### EXERCISE INSTRUCTIONS
The response must consist of every record, restated word for word.

##### PROVIDED RECORDS

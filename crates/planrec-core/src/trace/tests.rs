//! Tests for the failed-plans trace parser.

use super::*;
use crate::error::TraceFormatError;

fn entries(record: &FailedPlanRecord) -> Vec<&str> {
    record.entries().iter().map(String::as_str).collect()
}

#[test]
fn test_empty_input_yields_one_empty_record() {
    let store = parse_failed_plans("").expect("empty trace is valid");
    assert_eq!(store.len(), 1);
    assert!(store[0].is_empty());
    assert_eq!(store[0].failing_index(), None);
}

#[test]
fn test_two_records_with_failing_stage() {
    let store = parse_failed_plans("(a)\n(b%%%)\n=====\n(c)\n").expect("valid trace");
    assert_eq!(store.len(), 2);
    assert_eq!(entries(&store[0]), vec!["a", "b"]);
    assert_eq!(store[0].failing_index(), Some(1));
    assert_eq!(entries(&store[1]), vec!["c"]);
    assert_eq!(store[1].failing_index(), None);
}

#[test]
fn test_comment_lines_are_dropped() {
    let store = parse_failed_plans("(a)\n;comment\n(b)\n").expect("valid trace");
    assert_eq!(store.len(), 1);
    assert_eq!(entries(&store[0]), vec!["a", "b"]);
}

#[test]
fn test_marker_inside_comment_is_ignored() {
    let store = parse_failed_plans("; (x%%%)\n(a)\n").expect("valid trace");
    assert_eq!(entries(&store[0]), vec!["a"]);
    assert_eq!(store[0].failing_index(), None);
}

#[test]
fn test_semicolon_not_first_is_rejected() {
    let err = parse_failed_plans("(a)\nfoo;bar\n").unwrap_err();
    match err {
        TraceFormatError::MisplacedComment { line, content } => {
            assert_eq!(line, 2);
            assert_eq!(content, "foo;bar");
        }
        other => panic!("unexpected error: {other:?}"),
    }
}

#[test]
fn test_semicolon_inside_parentheses_is_rejected() {
    let err = parse_failed_plans("(a;b)\n").unwrap_err();
    assert!(matches!(err, TraceFormatError::MisplacedComment { line: 1, .. }));
}

#[test]
fn test_missing_leading_parenthesis_is_rejected() {
    let err = parse_failed_plans("a)\n").unwrap_err();
    assert!(matches!(
        err,
        TraceFormatError::MissingParenthesis { line: 1, .. }
    ));
    assert_eq!(err.line(), Some(1));
}

#[test]
fn test_missing_trailing_parenthesis_is_rejected() {
    let err = parse_failed_plans("(a)\n(b\n").unwrap_err();
    assert!(matches!(
        err,
        TraceFormatError::MissingParenthesis { line: 2, .. }
    ));
}

#[test]
fn test_blank_line_is_rejected() {
    let err = parse_failed_plans("(a)\n\n(b)\n").unwrap_err();
    assert!(matches!(
        err,
        TraceFormatError::MissingParenthesis { line: 2, .. }
    ));
}

#[test]
fn test_carriage_return_is_part_of_the_line() {
    let err = parse_failed_plans("(a)\r\n").unwrap_err();
    assert!(matches!(err, TraceFormatError::MissingParenthesis { .. }));
}

#[test]
fn test_empty_parentheses_yield_empty_entry() {
    let store = parse_failed_plans("()\n").expect("valid trace");
    assert_eq!(entries(&store[0]), vec![""]);
}

#[test]
fn test_consecutive_separators_yield_empty_records() {
    let store = parse_failed_plans("=====\n=====\n").expect("valid trace");
    assert_eq!(store.len(), 3);
    assert!(store.iter().all(FailedPlanRecord::is_empty));
}

#[test]
fn test_trailing_separator_leaves_empty_final_record() {
    let store = parse_failed_plans("(a)\n=====\n").expect("valid trace");
    assert_eq!(store.len(), 2);
    assert!(store[1].is_empty());
}

#[test]
fn test_missing_final_newline() {
    let store = parse_failed_plans("(a)\n(b%%%)").expect("valid trace");
    assert_eq!(entries(&store[0]), vec!["a", "b"]);
    assert_eq!(store[0].failing_index(), Some(1));
}

#[test]
fn test_lines_after_failing_stage_are_discarded() {
    let store =
        parse_failed_plans("(a%%%)\n(b)\n(c%%%)\n=====\n(d)\n").expect("valid trace");
    assert_eq!(entries(&store[0]), vec!["a"]);
    assert_eq!(store[0].failing_index(), Some(0));
    assert_eq!(entries(&store[1]), vec!["d"]);
}

#[test]
fn test_lines_after_failing_stage_are_still_validated() {
    let err = parse_failed_plans("(a%%%)\nbroken\n").unwrap_err();
    assert!(matches!(
        err,
        TraceFormatError::MissingParenthesis { line: 2, .. }
    ));
}

#[test]
fn test_short_entries_carry_no_marker() {
    assert_eq!(
        classify_line("(%%)"),
        Ok(TraceLine::Entry {
            text: "%%",
            failing: false
        })
    );
    assert_eq!(
        classify_line("(a)"),
        Ok(TraceLine::Entry {
            text: "a",
            failing: false
        })
    );
}

#[test]
fn test_bare_marker_is_empty_failing_entry() {
    assert_eq!(
        classify_line("(%%%)"),
        Ok(TraceLine::Entry {
            text: "",
            failing: true
        })
    );
}

#[test]
fn test_classify_line_shapes() {
    assert_eq!(classify_line("====="), Ok(TraceLine::Separator));
    assert_eq!(classify_line(";"), Ok(TraceLine::Comment));
    assert_eq!(classify_line("======"), Err(LineError::MissingParenthesis));
    assert_eq!(classify_line("("), Err(LineError::MissingParenthesis));
    assert_eq!(classify_line(")"), Err(LineError::MissingParenthesis));
    assert_eq!(classify_line(" (a)"), Err(LineError::MissingParenthesis));
    assert_eq!(classify_line("x ;"), Err(LineError::MisplacedComment));
}

#[test]
fn test_record_builder_states() {
    let mut builder = RecordBuilder::new();
    assert!(builder.push("a", false));
    assert!(!builder.is_draining());
    assert!(builder.push("b", true));
    assert!(builder.is_draining());
    assert!(!builder.push("c", false));
    assert!(!builder.push("d", true));

    let record = builder.finish();
    assert_eq!(entries(&record), vec!["a", "b"]);
    assert_eq!(record.failing_entry(), Some("b"));
}

#[test]
fn test_store_display_parses_back() {
    let text = "(a)\n(b%%%)\n=====\n=====\n(c)\n";
    let store = parse_failed_plans(text).expect("valid trace");
    assert_eq!(store.to_string(), text);
    assert_eq!(parse_failed_plans(&store.to_string()).expect("valid"), store);
}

##########

### ANSWER SPACE
filename crates/planrec-core/src/trace/tests.rs
//! Tests for the failed-plans trace parser.

use super::*;
use crate::error::TraceFormatError;

fn entries(record: &FailedPlanRecord) -> Vec<&str> {
    record.entries().iter().map(String::as_str).collect()
}

#[test]
fn test_empty_input_yields_one_empty_record() {
    let store = parse_failed_plans("").expect("empty trace is valid");
    assert_eq!(store.len(), 1);
    assert!(store[0].is_empty());
    assert_eq!(store[0].failing_index(), None);
}

#[test]
fn test_two_records_with_failing_stage() {
    let store = parse_failed_plans("(a)\n(b%%%)\n=====\n(c)\n").expect("valid trace");
    assert_eq!(store.len(), 2);
    assert_eq!(entries(&store[0]), vec!["a", "b"]);
    assert_eq!(store[0].failing_index(), Some(1));
    assert_eq!(entries(&store[1]), vec!["c"]);
    assert_eq!(store[1].failing_index(), None);
}

#[test]
fn test_comment_lines_are_dropped() {
    let store = parse_failed_plans("(a)\n;comment\n(b)\n").expect("valid trace");
    assert_eq!(store.len(), 1);
    assert_eq!(entries(&store[0]), vec!["a", "b"]);
}

#[test]
fn test_marker_inside_comment_is_ignored() {
    let store = parse_failed_plans("; (x%%%)\n(a)\n").expect("valid trace");
    assert_eq!(entries(&store[0]), vec!["a"]);
    assert_eq!(store[0].failing_index(), None);
}

#[test]
fn test_semicolon_not_first_is_rejected() {
    let err = parse_failed_plans("(a)\nfoo;bar\n").unwrap_err();
    match err {
        TraceFormatError::MisplacedComment { line, content } => {
            assert_eq!(line, 2);
            assert_eq!(content, "foo;bar");
        }
        other => panic!("unexpected error: {other:?}"),
    }
}

#[test]
fn test_semicolon_inside_parentheses_is_rejected() {
    let err = parse_failed_plans("(a;b)\n").unwrap_err();
    assert!(matches!(err, TraceFormatError::MisplacedComment { line: 1, .. }));
}

#[test]
fn test_missing_leading_parenthesis_is_rejected() {
    let err = parse_failed_plans("a)\n").unwrap_err();
    assert!(matches!(
        err,
        TraceFormatError::MissingParenthesis { line: 1, .. }
    ));
    assert_eq!(err.line(), Some(1));
}

#[test]
fn test_missing_trailing_parenthesis_is_rejected() {
    let err = parse_failed_plans("(a)\n(b\n").unwrap_err();
    assert!(matches!(
        err,
        TraceFormatError::MissingParenthesis { line: 2, .. }
    ));
}

#[test]
fn test_blank_line_is_rejected() {
    let err = parse_failed_plans("(a)\n\n(b)\n").unwrap_err();
    assert!(matches!(
        err,
        TraceFormatError::MissingParenthesis { line: 2, .. }
    ));
}

#[test]
fn test_carriage_return_is_part_of_the_line() {
    let err = parse_failed_plans("(a)\r\n").unwrap_err();
    assert!(matches!(err, TraceFormatError::MissingParenthesis { .. }));
}

#[test]
fn test_empty_parentheses_yield_empty_entry() {
    let store = parse_failed_plans("()\n").expect("valid trace");
    assert_eq!(entries(&store[0]), vec![""]);
}

#[test]
fn test_consecutive_separators_yield_empty_records() {
    let store = parse_failed_plans("=====\n=====\n").expect("valid trace");
    assert_eq!(store.len(), 3);
    assert!(store.iter().all(FailedPlanRecord::is_empty));
}

#[test]
fn test_trailing_separator_leaves_empty_final_record() {
    let store = parse_failed_plans("(a)\n=====\n").expect("valid trace");
    assert_eq!(store.len(), 2);
    assert!(store[1].is_empty());
}

#[test]
fn test_missing_final_newline() {
    let store = parse_failed_plans("(a)\n(b%%%)").expect("valid trace");
    assert_eq!(entries(&store[0]), vec!["a", "b"]);
    assert_eq!(store[0].failing_index(), Some(1));
}

#[test]
fn test_lines_after_failing_stage_are_discarded() {
    let store =
        parse_failed_plans("(a%%%)\n(b)\n(c%%%)\n=====\n(d)\n").expect("valid trace");
    assert_eq!(entries(&store[0]), vec!["a"]);
    assert_eq!(store[0].failing_index(), Some(0));
    assert_eq!(entries(&store[1]), vec!["d"]);
}

#[test]
fn test_lines_after_failing_stage_are_still_validated() {
    let err = parse_failed_plans("(a%%%)\nbroken\n").unwrap_err();
    assert!(matches!(
        err,
        TraceFormatError::MissingParenthesis { line: 2, .. }
    ));
}

#[test]
fn test_short_entries_carry_no_marker() {
    assert_eq!(
        classify_line("(%%)"),
        Ok(TraceLine::Entry {
            text: "%%",
            failing: false
        })
    );
    assert_eq!(
        classify_line("(a)"),
        Ok(TraceLine::Entry {
            text: "a",
            failing: false
        })
    );
}

#[test]
fn test_bare_marker_is_empty_failing_entry() {
    assert_eq!(
        classify_line("(%%%)"),
        Ok(TraceLine::Entry {
            text: "",
            failing: true
        })
    );
}

#[test]
fn test_classify_line_shapes() {
    assert_eq!(classify_line("====="), Ok(TraceLine::Separator));
    assert_eq!(classify_line(";"), Ok(TraceLine::Comment));
    assert_eq!(classify_line("======"), Err(LineError::MissingParenthesis));
    assert_eq!(classify_line("("), Err(LineError::MissingParenthesis));
    assert_eq!(classify_line(")"), Err(LineError::MissingParenthesis));
    assert_eq!(classify_line(" (a)"), Err(LineError::MissingParenthesis));
    assert_eq!(classify_line("x ;"), Err(LineError::MisplacedComment));
}

#[test]
fn test_record_builder_states() {
    let mut builder = RecordBuilder::new();
    assert!(builder.push("a", false));
    assert!(!builder.is_draining());
    assert!(builder.push("b", true));
    assert!(builder.is_draining());
    assert!(!builder.push("c", false));
    assert!(!builder.push("d", true));

    let record = builder.finish();
    assert_eq!(entries(&record), vec!["a", "b"]);
    assert_eq!(record.failing_entry(), Some("b"));
}

#[test]
fn test_store_display_parses_back() {
    let text = "(a)\n(b%%%)\n=====\n=====\n(c)\n";
    let store = parse_failed_plans(text).expect("valid trace");
    assert_eq!(store.to_string(), text);
    assert_eq!(parse_failed_plans(&store.to_string()).expect("valid"), store);
}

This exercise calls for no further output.